Imprints of dark matter on the structural properties of minimally deformed compact stars

TL;DR

This paper develops analytical models of anisotropic dark matter compact stars using the Einasto density profile and gravitational decoupling, providing viable configurations for dark matter stellar structures.

Contribution

It introduces a novel analytical approach combining the Einasto profile with the Adler-Finch-Skea metric and gravitational decoupling to model dark matter in compact stars.

Findings

Models produce well-behaved astrophysical configurations.

Dark matter influences the anisotropic pressure profiles.

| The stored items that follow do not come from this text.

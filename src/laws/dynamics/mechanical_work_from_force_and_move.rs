//! Mechanical work is the scalar product of the force applied to a
//! body and the displacement it causes.
//!
//! Law: `work = dot(force, distance)`.
//!
//! Both vectors lie in a plane and are supplied in polar form, as a
//! magnitude and the angle the vector makes with a shared axis. They
//! are rebased to Cartesian coordinates before the product is taken.

use crate::error::Error;
use crate::expr::Expr;
use crate::expr::algebra::formula::Equation;
use crate::expr::function::dot;
use crate::expr::substitution::Substitution;
use crate::law::{self, Law, LawTraits, law_name};
use crate::quantity::Quantity;
use crate::symbol::{Symbol, SymbolKind};
use crate::units::dimension::named;
use crate::util::angles::Radians;
use crate::util::point::Vector2D;
use crate::validation::{Arg, Validator};

use once_cell::sync::Lazy;

pub struct MechanicalWorkFromForceAndMove {
  pub work: Symbol,
  pub force: Symbol,
  pub distance: Symbol,
  law: Equation,
  solution: Expr,
  validator: Validator,
}

pub static LAW: Lazy<MechanicalWorkFromForceAndMove> = Lazy::new(|| {
  let work = Symbol::dimensioned("work", named::ENERGY);
  let force = Symbol::dimensioned("force", named::FORCE);
  let distance = Symbol::dimensioned("distance", named::LENGTH);
  let law = Equation::new(&work, dot(&force, &distance));
  let solution = law.rhs().clone();
  let validator = Validator::new(
    vec![
      (force.name().to_owned(), force.kind()),
      (distance.name().to_owned(), distance.kind()),
      (String::from("force_angle"), SymbolKind::Angle),
      (String::from("distance_angle"), SymbolKind::Angle),
    ],
    (work.name().to_owned(), work.kind()),
  );
  MechanicalWorkFromForceAndMove { work, force, distance, law, solution, validator }
});

impl Law for MechanicalWorkFromForceAndMove {
  fn name(&self) -> &'static str {
    law_name(module_path!())
  }

  fn description(&self) -> &'static str {
    "Mechanical work is the scalar product of force and displacement."
  }

  fn equation(&self) -> &Equation {
    &self.law
  }

  fn target(&self) -> &Symbol {
    &self.work
  }

  fn inputs(&self) -> Vec<&Symbol> {
    vec![&self.force, &self.distance]
  }

  fn validator(&self) -> &Validator {
    &self.validator
  }

  fn solution(&self) -> &Expr {
    &self.solution
  }

  fn traits(&self) -> LawTraits {
    LawTraits::VECTOR_INPUTS
  }

  /// Takes the magnitudes followed by the angles, and binds each
  /// vector in Cartesian form.
  fn bind_inputs(&self, values: &[Quantity]) -> Substitution {
    let [force, distance, force_angle, distance_angle] = values else {
      panic!("Expected 4 values for {}, got {}", self.name(), values.len());
    };
    Substitution::new()
      .with(&self.force, Vector2D::from_polar(*force, Radians(force_angle.value())))
      .with(&self.distance, Vector2D::from_polar(*distance, Radians(distance_angle.value())))
  }

  fn example(&self) -> Substitution {
    let force = Quantity::from_base(10.0, named::FORCE);
    let distance = Quantity::from_base(3.0, named::LENGTH);
    Substitution::new()
      .with(&self.force, Vector2D::from_polar(force, Radians(0.3)))
      .with(&self.distance, Vector2D::from_polar(distance, Radians(1.2)))
  }
}

pub fn print_law() -> String {
  LAW.print()
}

/// Work done by a force of magnitude `force` at angle `force_angle`,
/// moving a body by `distance` at angle `distance_angle`. Angles may
/// be bare numbers (radians) or dimensionless quantities such as
/// `30 deg`.
pub fn calculate_work(
  force: impl Into<Arg>,
  distance: impl Into<Arg>,
  force_angle: impl Into<Arg>,
  distance_angle: impl Into<Arg>,
) -> Result<Quantity, Error> {
  law::calculate(
    &*LAW,
    &[force.into(), distance.into(), force_angle.into(), distance_angle.into()],
  )
}
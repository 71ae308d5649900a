//! The projection of a vector onto an axis is its length times the
//! cosine of the angle between the vector and the axis.

use crate::error::Error;
use crate::expr::Expr;
use crate::expr::algebra::formula::Equation;
use crate::expr::function::cos;
use crate::expr::substitution::Substitution;
use crate::law::{self, Law, law_name};
use crate::quantity::Quantity;
use crate::symbol::Symbol;
use crate::units::dimension::named;
use crate::validation::{Arg, Validator};

use once_cell::sync::Lazy;

pub struct PlanarProjectionIsCosine {
  pub projection: Symbol,
  pub vector_length: Symbol,
  pub vector_angle: Symbol,
  law: Equation,
  solution: Expr,
  validator: Validator,
}

pub static LAW: Lazy<PlanarProjectionIsCosine> = Lazy::new(|| {
  let projection = Symbol::dimensioned("projection", named::LENGTH);
  let vector_length = Symbol::dimensioned("vector_length", named::LENGTH);
  let vector_angle = Symbol::angle("vector_angle");
  let law = Equation::new(&projection, vector_length.expr() * cos(&vector_angle));
  let solution = law.rhs().clone();
  let validator = Validator::for_symbols([&vector_length, &vector_angle], &projection);
  PlanarProjectionIsCosine { projection, vector_length, vector_angle, law, solution, validator }
});

impl Law for PlanarProjectionIsCosine {
  fn name(&self) -> &'static str {
    law_name(module_path!())
  }

  fn description(&self) -> &'static str {
    "Projection of a vector onto an axis is its length times the cosine of its angle to the axis."
  }

  fn equation(&self) -> &Equation {
    &self.law
  }

  fn target(&self) -> &Symbol {
    &self.projection
  }

  fn inputs(&self) -> Vec<&Symbol> {
    vec![&self.vector_length, &self.vector_angle]
  }

  fn validator(&self) -> &Validator {
    &self.validator
  }

  fn solution(&self) -> &Expr {
    &self.solution
  }

  fn example(&self) -> Substitution {
    Substitution::new()
      .with(&self.vector_length, Quantity::from_base(4.0, named::LENGTH))
      .with(&self.vector_angle, 0.6)
  }
}

pub fn print_law() -> String {
  LAW.print()
}

/// `vector_angle` is in radians when given as a bare number.
pub fn calculate_projection(vector_length: impl Into<Arg>, vector_angle: impl Into<Arg>) -> Result<Quantity, Error> {
  law::calculate(&*LAW, &[vector_length.into(), vector_angle.into()])
}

The approach satisfies realistic compact star conditions.

Abstract

In this manuscript, we investigate the possibility of constructing anisotropic dark matter compact stars motivated by the Einasto density profile. This work develops analytical solutions for an anisotropic fluid sphere within the framework of the well-known Adler-Finch-Skea metric. This toy model incorporates an anisotropic fluid distribution that includes a dark matter component. We use the minimal geometric deformation scheme within the framework of gravitational decoupling to incorporate anisotropy into the pressure profile of the stellar system. In this context, we model the temporal constituent of the $\Theta$-field sector to characterize the contribution of dark matter within the gravitational matter source. We present an alternative approach to studying anisotropic self-gravitating structures. This approach incorporates additional field sources arising from gravitational decoupling, which act as the dark component. We explicitly verify whether the proposed model satisfies all the requirements for describing realistic compact structures in detail. We conclude that the modeling of the Einasto density model with the Adler-Finch-Skea metric gives rise to the formation of well-behaved and viable astrophysical results that can be employed to model the dark matter stellar configurations.